Entering Mesoamerica (4): Exploring Oaxaca and Mexico City - La Casa Azul / The Blue House of Frida

By Shenzhan/申展

Cover photo: Viva la Vida (Live Life), Frida Kahlo, Frida Kahlo Museum, 1954.

该文有中文版本 “走进中美洲(四):Oaxaca与墨西哥之旅——La Casa Azul和Frida的“蓝房子”

Frida Kahlo (1907-1954) is perhaps the most famous Mexican artist that I know before this Mexico trip. I remember my first Christmas in New York, walking in the cold crisp air passing by a midtown gallery, my attention was caught by a large-sized oil painting of a brown-colored woman, short-haired with a rather serious look on her face, a light mustache above her upper lip, and two strikingly thick eyebrows touching each other. Not too long afterwards I got to know it was a portrait of Frida, THE Mexican artist who is internationally known for her tragic life accident, complicated romantic relationships with, among many others, Diego Rivera (1886 - 1957), and her passion for life and art, which was deeply rooted in the indigenous Mexican tradition.

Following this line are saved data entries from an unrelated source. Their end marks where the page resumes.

//! Configuración resuelta e inmutable.

use indexmap::IndexMap;
use serde::Serialize;
use serde_json::json;
use std::path::{Path, PathBuf};
use std::sync::Arc;

use fab_domain::Value;

use crate::config::BuildContext;
use crate::hashing::hash_value;

/// Mapeo completamente tipado y libre de directivas, junto con el contexto
/// bajo el que se resolvió. Nunca se muta: toda "actualización" produce un
/// objeto nuevo (`derived`). Se comparte read-only con cada step vía `Arc`.
#[derive(Debug, Clone, PartialEq, Serialize)]
pub struct Config {
    variables: IndexMap<String, Value>,
    design_dir: PathBuf,
    pdk: String,
    scl: String,
}

impl Config {
    pub(crate) fn new(variables: IndexMap<String, Value>, ctx: BuildContext) -> Self {
        Self { variables,
               design_dir: ctx.design_dir().to_path_buf(),
               pdk: ctx.pdk().to_string(),
               scl: ctx.scl().to_string() }
    }

    pub fn get(&self, name: &str) -> Option<&Value> {
        self.variables.get(name)
    }

    pub fn str(&self, name: &str) -> Option<&str> {
        self.get(name).and_then(Value::as_str)
    }

    pub fn number(&self, name: &str) -> Option<f64> {
        self.get(name).and_then(Value::as_number)
    }

    pub fn bool(&self, name: &str) -> Option<bool> {
        self.get(name).and_then(Value::as_bool)
    }

    pub fn path(&self, name: &str) -> Option<&Path> {
        self.get(name).and_then(Value::as_path)
    }

    /// Lista de rutas (p. ej. fuentes RTL globadas).
    pub fn paths(&self, name: &str) -> Option<Vec<&Path>> {
        self.get(name)
            .and_then(Value::as_list)
            .map(|items| items.iter().filter_map(Value::as_path).collect())
    }

    pub fn design_dir(&self) -> &Path {
        &self.design_dir
    }

    pub fn pdk(&self) -> &str {
        &self.pdk
    }

    pub fn scl(&self) -> &str {
        &self.scl
    }

    pub fn variables(&self) -> &IndexMap<String, Value> {
        &self.variables
    }

    /// Config nueva con overrides aplicados; la original queda intacta.
    pub fn derived(&self, overrides: IndexMap<String, Value>) -> Config {
        let mut variables = self.variables.clone();
        for (k, v) in overrides {
            variables.insert(k, v);
        }
        Config { variables,
                 design_dir: self.design_dir.clone(),
                 pdk: self.pdk.clone(),
                 scl: self.scl.clone() }
    }

    /// Proyección del subconjunto consumido por un step (para persistirlo en
    /// su sandbox). Nombres inexistentes se omiten.
    pub fn slice<'a>(&self, names: impl IntoIterator<Item = &'a str>) -> IndexMap<String, Value> {
        let mut out = IndexMap::new();
        for name in names {
            if let Some(v) = self.variables.get(name) {
                out.insert(name.to_string(), v.clone());
            }
        }
        out
    }

    /// Forma JSON persistible de la configuración completa.
    pub fn to_json(&self) -> serde_json::Value {
        let mut vars = serde_json::Map::new();
        for (k, v) in &self.variables {
            vars.insert(k.clone(), v.to_json());
        }
        json!({
            "design_dir": self.design_dir.display().to_string(),
            "pdk": self.pdk,
            "scl": self.scl,
            "variables": serde_json::Value::Object(vars),
        })
    }

    /// Identidad de contenido (hash del JSON canónico).
    pub fn fingerprint(&self) -> String {
        hash_value(&self.to_json())
    }

    pub fn into_shared(self) -> Arc<Config> {
        Arc::new(self)
    }
}

#[cfg(test)]
mod tests {
    use super::*;

    fn sample() -> Config {
        let mut vars = IndexMap::new();
        vars.insert("DESIGN_NAME".to_string(), Value::from("spm"));
        vars.insert("CLOCK_PERIOD".to_string(), Value::from(10.0));
        Config::new(vars, BuildContext::new("/d/spm", "sky130A", "sky130_fd_sc_hd"))
    }

    #[test]
    fn derived_leaves_the_original_untouched() {
        let base = sample();
        let before = base.fingerprint();
        let mut overrides = IndexMap::new();
        overrides.insert("CLOCK_PERIOD".to_string(), Value::from(12.5));
        let derived = base.derived(overrides);
        assert_eq!(base.fingerprint(), before);
        assert_eq!(derived.number("CLOCK_PERIOD"), Some(12.5));
        assert_eq!(base.number("CLOCK_PERIOD"), Some(10.0));
    }

    #[test]
    fn slice_projects_only_known_names() {
        let cfg = sample();
        let slice = cfg.slice(["CLOCK_PERIOD", "MISSING"]);
        assert_eq!(slice.len(), 1);
        assert_eq!(slice.get("CLOCK_PERIOD"), Some(&Value::from(10.0)));
    }

    #[test]
    fn fingerprint_is_content_identity() {
        assert_eq!(sample().fingerprint(), sample().fingerprint());
    }
}
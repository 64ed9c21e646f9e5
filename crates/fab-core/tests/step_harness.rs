//! Pruebas del wrapper fijo de ejecución: contrato de entrada, sandbox,
//! persistencia y contrato de salida.

use serde_json::json;
use std::path::Path;
use std::sync::Arc;

use fab_core::{execute_step, BuildContext, Config, ConfigBuilder, ConfigSchema, DesignState, RawConfig,
               Step, StepContext, StepError, StepOutcome, Variable, VariableType};
use fab_domain::DesignFormat;

fn test_config() -> Arc<Config> {
    let mut schema = ConfigSchema::new();
    schema.extend("test", vec![Variable::new("CLOCK_PERIOD", VariableType::Number).required()])
          .unwrap();
    let builder = ConfigBuilder::new(schema, BuildContext::new("/designs/spm", "sky130A", "sky130_fd_sc_hd"));
    let raw = RawConfig::from_value(json!({"CLOCK_PERIOD": 10}), Path::new("<test>")).unwrap();
    builder.build(raw).unwrap().into_shared()
}

/// Step de juguete: escribe su netlist en el sandbox y reporta una métrica.
#[derive(Debug)]
struct EmitNetlist {
    declared_outputs: Vec<DesignFormat>,
    emit: DesignFormat,
}

impl EmitNetlist {
    fn well_behaved() -> Self {
        Self { declared_outputs: vec![DesignFormat::Netlist], emit: DesignFormat::Netlist }
    }

    fn contract_breaker() -> Self {
        Self { declared_outputs: vec![DesignFormat::Netlist], emit: DesignFormat::Def }
    }
}

impl Step for EmitNetlist {
    fn id(&self) -> &str {
        "synthesis"
    }

    fn inputs(&self) -> &[DesignFormat] {
        &[]
    }

    fn outputs(&self) -> &[DesignFormat] {
        &self.declared_outputs
    }

    fn variables(&self) -> Vec<Variable> {
        vec![Variable::new("CLOCK_PERIOD", VariableType::Number).required()]
    }

    fn run(&self, ctx: &StepContext, _input: &DesignState) -> Result<StepOutcome, StepError> {
        let path = ctx.step_dir().join("spm.nl.v");
        std::fs::write(&path, "module spm; endmodule\n").map_err(|e| StepError::io(self.id(), e))?;
        Ok(StepOutcome::new().with_view(self.emit, path)
                             .with_metric("synthesis__cell_count", json!(412)))
    }
}

/// Step que exige un netlist de entrada.
#[derive(Debug)]
struct NeedsNetlist;

impl Step for NeedsNetlist {
    fn id(&self) -> &str {
        "floorplan"
    }

    fn inputs(&self) -> &[DesignFormat] {
        &[DesignFormat::Netlist]
    }

    fn outputs(&self) -> &[DesignFormat] {
        &[DesignFormat::Def]
    }

    fn run(&self, ctx: &StepContext, _input: &DesignState) -> Result<StepOutcome, StepError> {
        let path = ctx.step_dir().join("spm.def");
        std::fs::write(&path, "DESIGN spm ;\n").map_err(|e| StepError::io(self.id(), e))?;
        Ok(StepOutcome::new().with_view(DesignFormat::Def, path))
    }
}

#[test]
fn wrapper_persists_slice_and_states_in_the_sandbox() {
    let run = tempfile::tempdir().unwrap();
    let step_dir = run.path().join("01-synthesis");
    let ctx = StepContext::new(test_config(), step_dir.clone(), 0);
    let step = EmitNetlist::well_behaved();

    let out = execute_step(&step, &ctx, &DesignState::new()).unwrap();

    assert!(step_dir.join("config.json").is_file());
    assert!(step_dir.join("state_in.json").is_file());
    assert!(step_dir.join("state_out.json").is_file());

    let slice: serde_json::Value =
        serde_json::from_str(&std::fs::read_to_string(step_dir.join("config.json")).unwrap()).unwrap();
    assert_eq!(slice, json!({"CLOCK_PERIOD": 10.0}));

    let persisted: DesignState =
        serde_json::from_str(&std::fs::read_to_string(step_dir.join("state_out.json")).unwrap()).unwrap();
    assert_eq!(persisted, out);
    assert_eq!(out.metric("synthesis__cell_count"), Some(&json!(412)));
}

#[test]
fn missing_declared_input_fails_before_running() {
    let run = tempfile::tempdir().unwrap();
    let ctx = StepContext::new(test_config(), run.path().join("02-floorplan"), 1);

    let err = execute_step(&NeedsNetlist, &ctx, &DesignState::new()).unwrap_err();
    assert_eq!(err,
               StepError::MissingInput { step: "floorplan".to_string(), format: DesignFormat::Netlist });
    // el sandbox ni siquiera se crea: la validación va primero
    assert!(!run.path().join("02-floorplan").exists());
}

#[test]
fn dangling_input_path_is_invalid() {
    let run = tempfile::tempdir().unwrap();
    let ctx = StepContext::new(test_config(), run.path().join("02-floorplan"), 1);

    let mut views = indexmap::IndexMap::new();
    views.insert(DesignFormat::Netlist, fab_core::StateView::Path(run.path().join("missing.nl.v")));
    let state = DesignState::from_views(views);

    let err = execute_step(&NeedsNetlist, &ctx, &state).unwrap_err();
    assert!(matches!(err, StepError::InvalidInput { format: DesignFormat::Netlist, .. }));
}

#[test]
fn undeclared_output_view_violates_the_contract() {
    let run = tempfile::tempdir().unwrap();
    let ctx = StepContext::new(test_config(), run.path().join("01-synthesis"), 0);

    let err = execute_step(&EmitNetlist::contract_breaker(), &ctx, &DesignState::new()).unwrap_err();
    assert!(matches!(err, StepError::OutputContract { .. }));
}

#[test]
fn rerun_in_the_same_sandbox_is_idempotent() {
    let run = tempfile::tempdir().unwrap();
    let ctx = StepContext::new(test_config(), run.path().join("01-synthesis"), 0);
    let step = EmitNetlist::well_behaved();

    let first = execute_step(&step, &ctx, &DesignState::new()).unwrap();
    let second = execute_step(&step, &ctx, &DesignState::new()).unwrap();
    assert_eq!(first, second);
    assert_eq!(first.fingerprint(), second.fingerprint());
}

#[test]
fn unrelated_views_pass_through_untouched() {
    let run = tempfile::tempdir().unwrap();
    let sdc = run.path().join("base.sdc");
    std::fs::write(&sdc, "create_clock\n").unwrap();

    let mut views = indexmap::IndexMap::new();
    views.insert(DesignFormat::Sdc, fab_core::StateView::Path(sdc.clone()));
    let input = DesignState::from_views(views);

    let ctx = StepContext::new(test_config(), run.path().join("01-synthesis"), 0);
    let out = execute_step(&EmitNetlist::well_behaved(), &ctx, &input).unwrap();

    // la vista ajena sobrevive sin que el step la haya tocado
    assert_eq!(out.path_of(DesignFormat::Sdc), Some(sdc.as_path()));
    assert!(out.path_of(DesignFormat::Netlist).is_some());
}
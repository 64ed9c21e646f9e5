//! Journal de eventos del flow.

pub mod store;
pub mod types;

pub use store::{EventStore, InMemoryEventStore};
pub use types::{FlowEvent, FlowEventKind};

Two weeks before the trip, I tried to get into “Frida Kahlo: Appearances Can Ben Deceiving”, a special exhibition on Frida’s life and work at the Brooklyn Museum in New York. The tickets were sold out until the end of the show. (WELL, I am going to Mexico City anyway !)

La Casa Azul (the Blue House), Frida Kahlo Museum, Coyoacan, Mexico City, May 2019.

La Casa Azul (the Blue House), Frida Kahlo Museum, Coyoacan, Mexico City, May 2019.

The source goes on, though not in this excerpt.